Community Participation or Manufactured Consent? Strategies for Implementation of Drinking Water Project 'Jalanidhi' in Kerala (India)
by Madhav Govind & Abhilash Babu
International Journal of Rural Management, 2017, 13(1), 1-19.
Abstract: The present study explains how the state engages with the dominant groups in the community and how people's consent is manufactured to legitimize the implementation of the project. On the basis of focus group discussion with beneficiaries and informal interview of implementing actors, the study shows that people's responses towards 'Jalanidhi' vary as per their socio-economic positions in the society. While the middle and the upper class people were generally favouring the project, the poor and weaker sections were strongly opposing the idea of user charge for drinking water. The middle class viewed the user charge for drinking water as 'normal' and more efficient compared to the state-driven supply; the lower class, especially those who belonged to the scheduled castes (SC) and scheduled tribes (ST), viewed it as a violation of their rights.
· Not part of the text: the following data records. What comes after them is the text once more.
use chrono::{DateTime, Utc};
use serde::{Deserialize, Serialize};
use serde_json::{Map, Value};

/// The four linear stages of the builder workflow.
#[derive(Debug, Clone, Copy, Default, Serialize, Deserialize, PartialEq, Eq, Hash)]
#[serde(rename_all = "snake_case")]
pub enum WorkflowState {
    #[default]
    Selecting,
    Arranging,
    Previewing,
    Publishing,
}

impl WorkflowState {
    /// Workflow order, first to last.
    pub const ALL: [WorkflowState; 4] = [
        WorkflowState::Selecting,
        WorkflowState::Arranging,
        WorkflowState::Previewing,
        WorkflowState::Publishing,
    ];

    pub fn as_str(&self) -> &'static str {
        match self {
            WorkflowState::Selecting => "selecting",
            WorkflowState::Arranging => "arranging",
            WorkflowState::Previewing => "previewing",
            WorkflowState::Publishing => "publishing",
        }
    }

    pub fn parse_state(s: &str) -> Option<Self> {
        match s {
            "selecting" => Some(WorkflowState::Selecting),
            "arranging" => Some(WorkflowState::Arranging),
            "previewing" => Some(WorkflowState::Previewing),
            "publishing" => Some(WorkflowState::Publishing),
            _ => None,
        }
    }
}

impl std::fmt::Display for WorkflowState {
    fn fmt(&self, f: &mut std::fmt::Formatter<'_>) -> std::fmt::Result {
        f.write_str(self.as_str())
    }
}

#[derive(Debug, Clone, Copy, Default, Serialize, Deserialize, PartialEq, Eq)]
#[serde(rename_all = "snake_case")]
pub enum PublishReadiness {
    #[default]
    NotReady,
    Ready,
    Completed,
}

impl PublishReadiness {
    pub fn as_str(&self) -> &'static str {
        match self {
            PublishReadiness::NotReady => "not_ready",
            PublishReadiness::Ready => "ready",
            PublishReadiness::Completed => "completed",
        }
    }

    pub fn parse_readiness(s: &str) -> Option<Self> {
        match s {
            "not_ready" => Some(PublishReadiness::NotReady),
            "ready" => Some(PublishReadiness::Ready),
            "completed" => Some(PublishReadiness::Completed),
            _ => None,
        }
    }
}

impl std::fmt::Display for PublishReadiness {
    fn fmt(&self, f: &mut std::fmt::Formatter<'_>) -> std::fmt::Result {
        f.write_str(self.as_str())
    }
}

/// One layout block placed in the digest.
#[derive(Debug, Clone, Serialize, Deserialize, PartialEq)]
#[serde(rename_all = "camelCase", default)]
pub struct ContentBlock {
    pub id: String,
    pub content_id: String,
    pub block_type: String,
    pub style: Map<String, Value>,
    pub config: Map<String, Value>,
}

impl Default for ContentBlock {
    fn default() -> Self {
        Self {
            id: String::new(),
            content_id: String::new(),
            block_type: "article".into(),
            style: Map::new(),
            config: Map::new(),
        }
    }
}

/// Template selection plus any other layout settings, kept opaque.
#[derive(Debug, Clone, Default, Serialize, Deserialize, PartialEq)]
#[serde(rename_all = "camelCase", default)]
pub struct LayoutConfig {
    pub template_id: Option<String>,
    #[serde(flatten)]
    pub settings: Map<String, Value>,
}

#[derive(Debug, Clone, Serialize, Deserialize, PartialEq, Eq)]
#[serde(rename_all = "camelCase", default)]
pub struct AutoSaveConfig {
    pub enabled: bool,
    pub interval_seconds: u32,
    pub max_versions: u32,
}

impl Default for AutoSaveConfig {
    fn default() -> Self {
        Self {
            enabled: true,
            interval_seconds: 30,
            max_versions: 10,
        }
    }
}

/// Presence record for one collaborator.
#[derive(Debug, Clone, Default, Serialize, Deserialize, PartialEq)]
#[serde(rename_all = "camelCase", default)]
pub struct Collaborator {
    pub user_id: String,
    pub username: String,
    pub current_section: Option<String>,
    pub last_activity: DateTime<Utc>,
    pub locks: Vec<String>,
}

#[derive(Debug, Clone, Serialize, Deserialize, PartialEq, Eq)]
#[serde(rename_all = "camelCase", default)]
pub struct PreviewSettings {
    pub device: String,
    pub dark_mode: bool,
    pub show_images: bool,
}

impl Default for PreviewSettings {
    fn default() -> Self {
        Self {
            device: "desktop".into(),
            dark_mode: false,
            show_images: true,
        }
    }
}

#[derive(Debug, Clone, Default, Serialize, Deserialize, PartialEq, Eq)]
#[serde(rename_all = "camelCase", default)]
pub struct ValidationResults {
    pub valid: bool,
    pub errors: Vec<String>,
    pub warnings: Vec<String>,
}

/// Rules used to pre-filter eligible content. Empty lists do not restrict.
#[derive(Debug, Clone, Serialize, Deserialize, PartialEq)]
#[serde(rename_all = "camelCase", default)]
pub struct SelectionCriteria {
    pub sources: Vec<String>,
    pub categories: Vec<String>,
    pub keywords: Vec<String>,
    pub min_quality_score: f64,
    pub max_age_days: u32,
}

impl Default for SelectionCriteria {
    fn default() -> Self {
        Self {
            sources: Vec::new(),
            categories: Vec::new(),
            keywords: Vec::new(),
            min_quality_score: 0.0,
            max_age_days: 7,
        }
    }
}

/// Canonical Builder Session record.
#[derive(Debug, Clone, Default, Serialize, Deserialize, PartialEq)]
#[serde(rename_all = "camelCase")]
pub struct BuilderSession {
    pub id: String,
    pub session_id: String,
    pub digest_id: Option<String>,
    pub user_id: String,
    pub current_state: WorkflowState,
    pub selected_content: Vec<String>,
    pub content_order: Vec<String>,
    pub content_blocks: Vec<ContentBlock>,
    pub layout_config: LayoutConfig,
    pub styling_applied: Map<String, Value>,
    pub auto_save_config: AutoSaveConfig,
    pub last_saved_at: Option<DateTime<Utc>>,
    pub collaboration_data: Vec<Collaborator>,
    pub preview_settings: PreviewSettings,
    pub test_recipients: Vec<String>,
    pub validation_results: ValidationResults,
    pub publish_readiness: PublishReadiness,
    pub selection_criteria: SelectionCriteria,
    pub created_at: DateTime<Utc>,
    pub updated_at: DateTime<Utc>,
}

impl BuilderSession {
    pub fn to_record(&self) -> serde_json::Result<Value> {
        serde_json::to_value(self)
    }
}

/// Partial update for a session. `None` leaves the field untouched.
#[derive(Debug, Clone, Default, Serialize, Deserialize, PartialEq)]
#[serde(rename_all = "camelCase", default)]
pub struct SessionPatch {
    #[serde(skip_serializing_if = "Option::is_none")]
    pub current_state: Option<WorkflowState>,
    #[serde(skip_serializing_if = "Option::is_none")]
    pub selected_content: Option<Vec<String>>,
    #[serde(skip_serializing_if = "Option::is_none")]
    pub content_order: Option<Vec<String>>,
    #[serde(skip_serializing_if = "Option::is_none")]
    pub content_blocks: Option<Vec<ContentBlock>>,
    #[serde(skip_serializing_if = "Option::is_none")]
    pub layout_config: Option<LayoutConfig>,
    #[serde(skip_serializing_if = "Option::is_none")]
    pub styling_applied: Option<Map<String, Value>>,
    #[serde(skip_serializing_if = "Option::is_none")]
    pub auto_save_config: Option<AutoSaveConfig>,
    #[serde(skip_serializing_if = "Option::is_none")]
    pub collaboration_data: Option<Vec<Collaborator>>,
    #[serde(skip_serializing_if = "Option::is_none")]
    pub preview_settings: Option<PreviewSettings>,
    #[serde(skip_serializing_if = "Option::is_none")]
    pub test_recipients: Option<Vec<String>>,
    #[serde(skip_serializing_if = "Option::is_none")]
    pub validation_results: Option<ValidationResults>,
    #[serde(skip_serializing_if = "Option::is_none")]
    pub publish_readiness: Option<PublishReadiness>,
    #[serde(skip_serializing_if = "Option::is_none")]
    pub selection_criteria: Option<SelectionCriteria>,
}

impl SessionPatch {
    pub fn is_empty(&self) -> bool {
        self.to_fields().is_empty()
    }

    /// Record fields touched by this patch, keyed the way records store them.
    pub fn to_fields(&self) -> Map<String, Value> {
        match serde_json::to_value(self) {
            Ok(Value::Object(map)) => map,
            _ => Map::new(),
        }
    }
}

/// One autosave entry kept for diffing/versioning.
#[derive(Debug, Clone, Serialize, Deserialize, PartialEq)]
#[serde(rename_all = "camelCase")]
pub struct SessionVersion {
    pub session_id: String,
    pub saved_at: DateTime<Utc>,
    pub delta: Map<String, Value>,
}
Yet, they were denied any alternative to the neoliberal agenda of community-based drinking water supply and were forced to conform to the project. The study focuses on using the insights developed by Michel Foucault. His genealogical analysis offers tools to understand the forms of power relations at the grassroots. The study uses 'Jalanidhi' as a context to examine these concepts and shows how it can be used to understand the processes that lead to the social acceptance of commodification of natural resources like water.